SuperStar is an empirical method for identifying interaction sites in proteins, based entirely on experimental information about non-bonded interactions occurring in small-molecule crystal structures, taken from the IsoStar database. We describe recent modifications and additions to SuperStar, validating the results on a test set of 122 X-ray structures of protein-ligand complexes. In this validation, propensity maps are generated for all the binding sites of these proteins, using four different probes: a charged NH(+)(3) nitrogen atom, a carbonyl oxygen atom, a hydroxyl oxygen atom and a methyl carbon atom. Next, the maps are compared with the experimentally observed positions of ligand atoms of these types. A peak-searching algorithm is introduced that highlights potential interaction hot spots. For the three hydrogen-bonding probes - NH(+)(3) nitrogen atom, carbonyl oxygen atom and hydroxyl oxygen atom - the average distance from the ligand atom to the nearest SuperStar peak is 1.0-1.2 A (0.8-1.0 A for solvent-inaccessible ligand atoms). For the methyl carbon atom probe, this distance is about 1.5 A, probably because interactions to methyl groups are much less directional. The most important addition to SuperStar is the enabling of propensity maps around metal centres - Ca(2+), Mg(2+) and Zn(2+) - in protein binding sites. The results are validated on a test set of 24 protein-ligand complexes that have a metal ion in their binding site. Coordination geometries are derived automatically, using only the protein atoms that coordinate to the metal ion. The correct coordination geometry is derived in approximately 75 % of the cases. If the derived geometry is assumed during the SuperStar calculation, the average distance from a ligand atom coordinating to the metal ion to the nearest peak in the propensity map for an oxygen probe is 0.87(7) A. If the correct coordination geometry is imposed, this distance reduces to 0.59(7)A. This indicates that the SuperStar predictions around metal-binding sites are at least as good as those around other protein groups. Using clustering techniques, a non-redundant set of probes is selected from the set of probes available in the IsoStar database. The performance in SuperStar of all these probes is tested on the test set of protein-ligand complexes. With the exception of the "ether oxygen" probe and the "any NH(+)" probe, all new probes perform as well as the four probes introduced first.

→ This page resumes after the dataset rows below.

//! Constants used throughout cubby.
//!
//! Centralizes magic strings and configuration values.

/// Key file name (contains the age identity; never commit this).
pub const KEY_FILE: &str = "master.key";

/// Secrets file name (encrypted values only; safe to commit).
pub const SECRETS_FILE: &str = "env.toml";

/// Environment variable that overrides the key file.
///
/// Accepts either a bare `AGE-SECRET-KEY-...` line or the full text of a
/// key file, so deployments can inject the key without a file on disk.
pub const MASTER_KEY_ENV: &str = "CUBBY_MASTER_KEY";

/// Environment used when none is named on the command line.
pub const DEFAULT_ENVIRONMENT: &str = "development";

/// Marker that opens an encrypted value.
pub const ENCRYPTED_PREFIX: &str = "ENC[";

/// Marker that closes an encrypted value.
pub const ENCRYPTED_SUFFIX: &str = "]";

/// Textual prefix of an age secret key line.
pub const SECRET_KEY_PREFIX: &str = "AGE-SECRET-KEY-";

/// Key-file comment that caches the public key.
pub const PUBLIC_KEY_COMMENT: &str = "# public key:";

/// Gitignore entry to keep the key file out of version control.
pub const GITIGNORE_ENTRY: &str = "/master.key";
//! Key commands - print the public or private half of the keypair.

use std::path::Path;

use age::secrecy::ExposeSecret;

use crate::core::constants;
use crate::core::keyfile::KeyPair;
use crate::error::Result;

/// Print the public key (recipient).
pub fn public() -> Result<()> {
    let keypair = KeyPair::load(Path::new(constants::KEY_FILE))?;
    println!("{}", keypair.recipient());
    Ok(())
}

/// Print the private key (identity) line.
pub fn private() -> Result<()> {
    let keypair = KeyPair::load(Path::new(constants::KEY_FILE))?;
    println!("{}", keypair.identity().to_string().expose_secret());
    Ok(())
}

SuperStar是一种用于识别蛋白质中相互作用位点的经验方法,它完全基于从小分子晶体结构中获取的非键相互作用的实验信息,这些信息来自IsoStar数据库。我们描述了SuperStar最近的修改和补充内容,并在一组包含122个蛋白质-配体复合物X射线结构的测试集上验证了结果。在该验证过程中,使用四种不同的探针为这些蛋白质的所有结合位点生成倾向图:一个带正电荷的NH₃⁺氮原子、一个羰基氧原子、一个羟基氧原子和一个甲基碳原子。接下来,将这些图与实验观察到的这些类型配体原子的位置进行比较。引入了一种峰值搜索算法,该算法突出显示潜在的相互作用热点。对于三种氢键探针——NH₃⁺氮原子、羰基氧原子和羟基氧原子——配体原子到最近的SuperStar峰值的平均距离为1.0 - 1.2 Å(对于溶剂不可及的配体原子为0.8 - 1.0 Å)。对于甲基碳原子探针,这个距离约为1.5 Å,可能是因为与甲基的相互作用方向性要小得多。SuperStar最重要的补充是能够生成蛋白质结合位点周围金属中心(Ca²⁺、Mg²⁺和Zn²⁺)的倾向图。在一组结合位点含有金属离子的24个蛋白质-配体复合物的测试集上验证了结果。仅使用与金属离子配位的蛋白质原子自动推导配位几何结构。在大约75%的情况下能推导出正确的配位几何结构。如果在SuperStar计算过程中假设推导出的几何结构,对于氧探针,与金属离子配位的配体原子到倾向图中最近峰值的平均距离为0.87(7) Å。如果施加正确的配位几何结构,这个距离会减小到0.59(7) Å。这表明围绕金属结合位点的SuperStar预测至少与围绕其他蛋白质基团的预测一样好。使用聚类技术,从IsoStar数据库中可用的探针集中选择了一组非冗余探针。在蛋白质-配体复合物测试集上测试了所有这些探针在SuperStar中的性能。除了“醚氧”探针和“任何NH⁺”探针外,所有新探针的性能都与最初引入的四种探针一样好。